Saved entries:

***

use async_trait::async_trait;

use super::error::LlmError;

#[derive(Debug, Clone, Copy, PartialEq, Eq)]
pub enum ChatRole {
    User,
    Assistant,
}

#[derive(Debug, Clone)]
pub struct ChatTurn {
    pub role: ChatRole,
    pub content: String,
}

#[derive(Debug, Clone, Default)]
pub struct TokenUsage {
    pub input_tokens: u64,
    pub cached_input_tokens: u64,
    pub output_tokens: u64,
}

#[derive(Debug, Clone)]
pub struct LlmCompletion {
    pub text: String,
    pub usage: TokenUsage,
}

/// One configured model. `complete` takes the system prompt separately from
/// the turn history since every provider implementation needs it placed
/// first regardless of wire format.
#[async_trait]
pub trait LlmProvider: Send + Sync {
    async fn complete(&self, system_prompt: &str, history: &[ChatTurn], question: &str) -> Result<LlmCompletion, LlmError>;
}
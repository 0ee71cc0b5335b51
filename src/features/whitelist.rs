//! Substring-containment whitelist matching, shared by direct-message and
//! group-message checks in the automatic reply feature.

#[derive(Debug, Clone, PartialEq, Eq)]
pub struct WhitelistMatch {
    pub is_allowed: bool,
    pub matched_identifier: Option<String>,
    pub matched_whitelist_entry: Option<String>,
}

impl WhitelistMatch {
    fn denied() -> Self {
        WhitelistMatch {
            is_allowed: false,
            matched_identifier: None,
            matched_whitelist_entry: None,
        }
    }
}

/// Returns the first `(identifier, whitelist_entry)` pair where `identifier`
/// contains `whitelist_entry` as a substring. Entry order is checked before
/// identifier order, matching how the whitelist is meant to be read top to
/// bottom as a priority list.
pub fn check(identifiers: &[&str], whitelist: &[String]) -> WhitelistMatch {
    if whitelist.is_empty() {
        return WhitelistMatch::denied();
    }

    for entry in whitelist {
        if entry.is_empty() {
            continue;
        }
        for identifier in identifiers {
            if !identifier.is_empty() && identifier.contains(entry.as_str()) {
                return WhitelistMatch {
                    is_allowed: true,
                    matched_identifier: Some(identifier.to_string()),
                    matched_whitelist_entry: Some(entry.clone()),
                };
            }
        }
    }

    WhitelistMatch::denied()
}

#[cfg(test)]
mod tests {
    use super::*;

    #[test]
    fn empty_whitelist_denies() {
        let result = check(&["+15551234567"], &[]);
        assert!(!result.is_allowed);
    }

    #[test]
    fn exact_match_allows() {
        let whitelist = vec!["+15551234567".to_string()];
        let result = check(&["+15551234567"], &whitelist);
        assert!(result.is_allowed);
        assert_eq!(result.matched_whitelist_entry.as_deref(), Some("+15551234567"));
    }

    #[test]
    fn substring_match_allows() {
        let whitelist = vec!["5551234567".to_string()];
        let result = check(&["+15551234567@s.whatsapp.net"], &whitelist);
        assert!(result.is_allowed);
        assert_eq!(result.matched_identifier.as_deref(), Some("+15551234567@s.whatsapp.net"));
    }

    #[test]
    fn no_entry_matches_denies() {
        let whitelist = vec!["5559999999".to_string()];
        let result = check(&["+15551234567"], &whitelist);
        assert!(!result.is_allowed);
    }

    #[test]
    fn blank_entries_and_identifiers_are_skipped() {
        let whitelist = vec!["".to_string(), "1234".to_string()];
        let result = check(&["", "+15551234"], &whitelist);
        assert!(result.is_allowed);
        assert_eq!(result.matched_whitelist_entry.as_deref(), Some("1234"));
    }

    #[test]
    fn checks_multiple_identifiers() {
        let whitelist = vec!["Alice".to_string()];
        let result = check(&["+15551234567", "Alice Smith"], &whitelist);
        assert!(result.is_allowed);
        assert_eq!(result.matched_identifier.as_deref(), Some("Alice Smith"));
    }
}
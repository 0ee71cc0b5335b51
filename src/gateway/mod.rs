//! Authenticating reverse proxy in front of the backend's internal API:
//! login/session/lockout/audit plumbing plus the ownership-aware request
//! forwarder in `proxy`.

pub mod audit;
pub mod credentials;
pub mod guard;
pub mod lockout;
pub mod permission;
pub mod proxy;
pub mod rate_limiter;
pub mod routes_auth;
pub mod session;
pub mod state;

use std::sync::Arc;

use rocket::serde::json::Json;
use rocket::{catch, Build, Rocket};
use rocket_cors::CorsOptions;

use crate::config::Config;
use crate::db::Db;

use state::GatewayState;

#[catch(429)]
fn too_many_requests() -> Json<serde_json::Value> {
    Json(serde_json::json!({"detail": "Too many requests"}))
}

#[catch(401)]
fn unauthorized() -> Json<serde_json::Value> {
    Json(serde_json::json!({"detail": "Authentication required"}))
}

#[catch(404)]
fn not_found() -> Json<serde_json::Value> {
    Json(serde_json::json!({"detail": "Not found"}))
}

pub fn build_rocket(db: Db, config: Config) -> Rocket<Build> {
    let state = Arc::new(GatewayState::new(db, config));
    state.spawn_background_tasks();

    let figment = rocket::Config::figment().merge(("limits.json", 1024 * 1024));

    let cors = CorsOptions::default().to_cors().expect("failed to build CORS fairing");

    rocket::custom(figment)
        .manage(state)
        .attach(cors)
        .register("/", rocket::catchers![too_many_requests, unauthorized, not_found])
        .mount(
            "/",
            rocket::routes![
                routes_auth::login,
                routes_auth::logout,
                routes_auth::validate_session,
                proxy::list_users,
                proxy::list_users_status,
                proxy::proxy_get,
                proxy::proxy_post,
                proxy::proxy_put,
                proxy::proxy_delete,
                proxy::proxy_patch,
            ],
        )
}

***

*TASK ITEM*.
Return every line in the records that includes the string "CorsOptions".

*EXERCISE RESULT*.
use rocket_cors::CorsOptions;
    let cors = CorsOptions::default().to_cors().expect("failed to build CORS fairing");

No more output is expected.